Но это только половина правды. Ее вторая «диалектическая» половина: «Неземная любовь к земле – особенность Лермонтова, едва ли не единственная во всемирной поэзии».

А вот, если угодно, та же правда, но с другой точки: не о поэзии – о самом поэте, и не «по частям», а сразу в главной сути: «…В человеческом облике не совсем человек; существо иного порядка, иного измерения; точно метеор, заброшенный к нам из

неведомых пространств» И в развитие той же мысли: «Кажется, он сам (Лермонтов. – С. Л.), если не сознавал ясно, то более или менее смутно чувствовал в себе это «не совсем человеческое», чудесное или чудовищное, что надо скрывать от людей, потому что этого люди никогда не прощают»

Ныне, конечно, каждый волен понимать все это более или менее метафорически – в зависимости от твердости материалистического мировоззрения.
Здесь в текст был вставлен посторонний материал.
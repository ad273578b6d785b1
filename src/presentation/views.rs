use crate::application::error::{ErrorReport, HttpError};
use crate::application::feed::{GroupFeed, ProfileFeed};
use crate::application::pagination::Page;
use crate::application::posts::PostDetail;
use crate::domain::entities::{CommentRecord, GroupRecord, PostRecord, UserRecord};
use crate::domain::posts::{format_human_date, format_iso_date};
use askama::{Error as AskamaError, Template};
use axum::{
    http::StatusCode,
    response::{Html, IntoResponse, Response},
};
use thiserror::Error;
use uuid::Uuid;

/// Pages on either side of the current one that the paginator links to.
const PAGINATOR_WINDOW: u32 = 3;

#[derive(Debug, Error)]
#[error("{public_message}")]
pub struct TemplateRenderError {
    pub(crate) source: &'static str,
    pub(crate) public_message: &'static str,
    #[source]
    pub(crate) error: AskamaError,
}

impl TemplateRenderError {
    pub fn new(source: &'static str, public_message: &'static str, error: AskamaError) -> Self {
        Self {
            source,
            public_message,
            error,
        }
    }
}

impl From<TemplateRenderError> for HttpError {
    fn from(err: TemplateRenderError) -> Self {
        let TemplateRenderError {
            source,
            public_message,
            error,
        } = err;

        HttpError::from_error(
            source,
            StatusCode::INTERNAL_SERVER_ERROR,
            public_message,
            &error,
        )
    }
}

pub fn render_template<T: Template>(template: T) -> Result<Html<String>, HttpError> {
    template.render().map(Html).map_err(|err| {
        TemplateRenderError::new(
            "presentation::views::render_template",
            "Template rendering failed",
            err,
        )
        .into()
    })
}

pub fn render_template_response<T: Template>(template: T, status: StatusCode) -> Response {
    match render_template(template) {
        Ok(html) => (status, html).into_response(),
        Err(err) => err.into_response(),
    }
}

pub fn render_not_found_response(viewer: Option<&UserRecord>) -> Response {
    let view = LayoutContext::new(viewer, "Page not found", ErrorPageView::not_found());
    let mut response = render_template_response(NotFoundTemplate { view }, StatusCode::NOT_FOUND);
    ErrorReport::from_message(
        "presentation::views::render_not_found_response",
        StatusCode::NOT_FOUND,
        "Resource not found",
    )
    .attach(&mut response);
    response
}

/// Error page used by `HttpError`; degrades to plain text if the template fails.
pub fn render_error_page(status: StatusCode, message: &'static str) -> Response {
    let content = if status == StatusCode::NOT_FOUND {
        ErrorPageView::not_found()
    } else {
        ErrorPageView::new(status, message)
    };
    let title = content.title.clone();
    let rendered = NotFoundTemplate {
        view: LayoutContext::new(None, title, content),
    }
    .render();

    match rendered {
        Ok(html) => (status, Html(html)).into_response(),
        Err(_) => (status, message).into_response(),
    }
}

#[derive(Clone)]
pub struct ViewerView {
    pub username: String,
    pub display_name: String,
}

impl From<&UserRecord> for ViewerView {
    fn from(user: &UserRecord) -> Self {
        Self {
            username: user.username.clone(),
            display_name: user.display_name(),
        }
    }
}

#[derive(Clone)]
pub struct LayoutContext<T> {
    pub viewer: Option<ViewerView>,
    pub title: String,
    pub content: T,
}

impl<T> LayoutContext<T> {
    pub fn new(viewer: Option<&UserRecord>, title: impl Into<String>, content: T) -> Self {
        Self {
            viewer: viewer.map(ViewerView::from),
            title: title.into(),
            content,
        }
    }
}

#[derive(Clone)]
pub struct GroupLink {
    pub title: String,
    pub href: String,
}

#[derive(Clone)]
pub struct PostCard {
    pub id: Uuid,
    pub text: String,
    pub image: Option<String>,
    pub author_name: String,
    pub author_href: String,
    pub group: Option<GroupLink>,
    pub published: String,
    pub iso_date: String,
    pub detail_href: String,
}

impl From<&PostRecord> for PostCard {
    fn from(post: &PostRecord) -> Self {
        let group = match (&post.group_slug, &post.group_title) {
            (Some(slug), Some(title)) => Some(GroupLink {
                title: title.clone(),
                href: group_href(slug),
            }),
            _ => None,
        };

        Self {
            id: post.id,
            text: post.text.clone(),
            image: post.image.clone(),
            author_name: post.author_name.clone(),
            author_href: profile_href(&post.author_username),
            group,
            published: format_human_date(post.created_at),
            iso_date: format_iso_date(post.created_at),
            detail_href: post_href(post.id),
        }
    }
}

#[derive(Clone, Debug, PartialEq, Eq)]
pub struct PageLink {
    pub number: u32,
    pub href: String,
    pub is_current: bool,
}

#[derive(Clone, Debug)]
pub struct PaginatorView {
    pub number: u32,
    pub num_pages: u32,
    pub has_previous: bool,
    pub has_next: bool,
    pub previous_href: String,
    pub next_href: String,
    pub first_href: String,
    pub last_href: String,
    pub pages: Vec<PageLink>,
}

impl PaginatorView {
    pub fn from_page<T>(page: &Page<T>) -> Self {
        let num_pages = page.num_pages();
        let current = page.number;
        let low = current.saturating_sub(PAGINATOR_WINDOW).max(1);
        let high = current.saturating_add(PAGINATOR_WINDOW).min(num_pages);

        let pages = (low..=high)
            .map(|number| PageLink {
                number,
                href: page_query(number),
                is_current: number == current,
            })
            .collect();

        Self {
            number: current,
            num_pages,
            has_previous: page.has_previous(),
            has_next: page.has_next(),
            previous_href: page.previous_number().map(page_query).unwrap_or_default(),
            next_href: page.next_number().map(page_query).unwrap_or_default(),
            first_href: page_query(1),
            last_href: page_query(num_pages),
            pages,
        }
    }

    /// Whether there is anything to navigate to.
    pub fn is_paginated(&self) -> bool {
        self.num_pages > 1
    }
}

/// A rendered slice of one feed.
#[derive(Clone)]
pub struct FeedView {
    pub posts: Vec<PostCard>,
    pub paginator: PaginatorView,
}

impl FeedView {
    pub fn from_page(page: &Page<PostRecord>) -> Self {
        Self {
            posts: page.items.iter().map(PostCard::from).collect(),
            paginator: PaginatorView::from_page(page),
        }
    }
}

#[derive(Template)]
#[template(path = "posts/index.html")]
pub struct IndexTemplate {
    pub view: LayoutContext<FeedView>,
}

#[derive(Template)]
#[template(path = "posts/follow.html")]
pub struct FollowTemplate {
    pub view: LayoutContext<FeedView>,
}

#[derive(Clone)]
pub struct GroupView {
    pub title: String,
    pub description: String,
    pub posts: Vec<PostCard>,
    pub paginator: PaginatorView,
}

impl From<&GroupFeed> for GroupView {
    fn from(group: &GroupFeed) -> Self {
        let FeedView { posts, paginator } = FeedView::from_page(&group.page);
        Self {
            title: group.group.title.clone(),
            description: group.group.description.clone(),
            posts,
            paginator,
        }
    }
}

#[derive(Template)]
#[template(path = "posts/group_list.html")]
pub struct GroupListTemplate {
    pub view: LayoutContext<GroupView>,
}

#[derive(Clone)]
pub struct ProfileView {
    pub username: String,
    pub display_name: String,
    pub post_count: u64,
    pub following: bool,
    /// False for anonymous viewers and for the author's own profile.
    pub can_follow: bool,
    pub follow_href: String,
    pub unfollow_href: String,
    pub posts: Vec<PostCard>,
    pub paginator: PaginatorView,
}

impl ProfileView {
    pub fn new(profile: &ProfileFeed, viewer: Option<&UserRecord>) -> Self {
        let username = profile.author.username.clone();
        let FeedView { posts, paginator } = FeedView::from_page(&profile.page);
        Self {
            display_name: profile.author.display_name(),
            post_count: profile.post_count,
            following: profile.following,
            can_follow: viewer.is_some_and(|viewer| viewer.id != profile.author.id),
            follow_href: format!("/profile/{username}/follow/"),
            unfollow_href: format!("/profile/{username}/unfollow/"),
            posts,
            paginator,
            username,
        }
    }
}

#[derive(Template)]
#[template(path = "posts/profile.html")]
pub struct ProfileTemplate {
    pub view: LayoutContext<ProfileView>,
}

#[derive(Clone)]
pub struct CommentView {
    pub author_username: String,
    pub author_href: String,
    pub text: String,
    pub published: String,
}

impl From<&CommentRecord> for CommentView {
    fn from(comment: &CommentRecord) -> Self {
        Self {
            author_username: comment.author_username.clone(),
            author_href: profile_href(&comment.author_username),
            text: comment.text.clone(),
            published: format_human_date(comment.created_at),
        }
    }
}

pub struct PostDetailView {
    pub post: PostCard,
    pub author_post_count: u64,
    pub comments: Vec<CommentView>,
    pub is_edit_allowed: bool,
    pub can_comment: bool,
    pub edit_href: String,
    pub delete_href: String,
    pub comment_action: String,
}

impl PostDetailView {
    pub fn new(detail: &PostDetail, viewer: Option<&UserRecord>) -> Self {
        let id = detail.post.id;
        Self {
            post: PostCard::from(&detail.post),
            author_post_count: detail.author_post_count,
            comments: detail.comments.iter().map(CommentView::from).collect(),
            is_edit_allowed: detail.is_edit_allowed,
            can_comment: viewer.is_some(),
            edit_href: format!("/posts/{id}/edit/"),
            delete_href: format!("/posts/{id}/delete/"),
            comment_action: format!("/posts/{id}/comment/"),
        }
    }
}

#[derive(Template)]
#[template(path = "posts/post_detail.html")]
pub struct PostDetailTemplate {
    pub view: LayoutContext<PostDetailView>,
}

#[derive(Clone)]
pub struct GroupOption {
    pub slug: String,
    pub title: String,
    pub selected: bool,
}

pub struct PostFormView {
    pub is_edit: bool,
    pub action: String,
    pub text: String,
    pub image: String,
    pub groups: Vec<GroupOption>,
    pub errors: Vec<String>,
}

impl PostFormView {
    pub fn create(groups: &[GroupRecord]) -> Self {
        Self {
            is_edit: false,
            action: "/create/".to_string(),
            text: String::new(),
            image: String::new(),
            groups: group_options(groups, None),
            errors: Vec::new(),
        }
    }

    pub fn edit(post: &PostRecord, groups: &[GroupRecord]) -> Self {
        Self {
            is_edit: true,
            action: format!("/posts/{}/edit/", post.id),
            text: post.text.clone(),
            image: post.image.clone().unwrap_or_default(),
            groups: group_options(groups, post.group_slug.as_deref()),
            errors: Vec::new(),
        }
    }

    /// Re-populate the form from a rejected submission.
    pub fn with_submission(
        mut self,
        text: &str,
        group: Option<&str>,
        image: Option<&str>,
        error: impl Into<String>,
    ) -> Self {
        self.text = text.to_string();
        self.image = image.unwrap_or_default().to_string();
        for option in &mut self.groups {
            option.selected = Some(option.slug.as_str()) == group;
        }
        self.errors.push(error.into());
        self
    }
}

fn group_options(groups: &[GroupRecord], selected: Option<&str>) -> Vec<GroupOption> {
    groups
        .iter()
        .map(|group| GroupOption {
            slug: group.slug.clone(),
            title: group.title.clone(),
            selected: Some(group.slug.as_str()) == selected,
        })
        .collect()
}

#[derive(Template)]
#[template(path = "posts/create_post.html")]
pub struct PostFormTemplate {
    pub view: LayoutContext<PostFormView>,
}

pub struct ErrorPageView {
    pub status: u16,
    pub title: String,
    pub message: String,
}

impl ErrorPageView {
    pub fn not_found() -> Self {
        Self {
            status: StatusCode::NOT_FOUND.as_u16(),
            title: "Page not found".to_string(),
            message: "The page you requested does not exist.".to_string(),
        }
    }

    pub fn new(status: StatusCode, message: &str) -> Self {
        Self {
            status: status.as_u16(),
            title: status
                .canonical_reason()
                .unwrap_or("Error")
                .to_string(),
            message: message.to_string(),
        }
    }
}

#[derive(Template)]
#[template(path = "core/404.html")]
pub struct NotFoundTemplate {
    pub view: LayoutContext<ErrorPageView>,
}

pub fn profile_href(username: &str) -> String {
    format!("/profile/{username}/")
}

pub fn group_href(slug: &str) -> String {
    format!("/group/{slug}/")
}

pub fn post_href(id: Uuid) -> String {
    format!("/posts/{id}/")
}

fn page_query(number: u32) -> String {
    format!("?page={number}")
}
Но и при чисто метафорическом восприятии наблюдений Мережковского нельзя отделаться от вопроса, почему именно такая метафоричность полней отвечает предмету, чем какая-либо иная.

Подтверждение этому, перечитывая Лермонтова, получаешь на каждом шагу

Все, как известно, познается в сравнении: есть у Баратынского стихотворение о «своенравном прозванье», которое дал он «милой в ласку ей», – этим «прозваньем» собирается поэт окликнуть душу милой на том свете. Да,

в том мире, за могилой,

Где нет образов, где нет

Для узнанья, друг мой милый,

Здешних чувственных примет,

Им бессмертье я привечу,

К безднам им воскликну я,

Да душе моей навстречу

Полетит душа твоя.

С шутливой горечью Баратынский остается при полном реализме: с обстоятельно-педантичной предусмотрительностью описывает главную трудность встречи в загробном мире: там «нет образов», нет «здешних чувственных примет», потому и невозможно «узнанье».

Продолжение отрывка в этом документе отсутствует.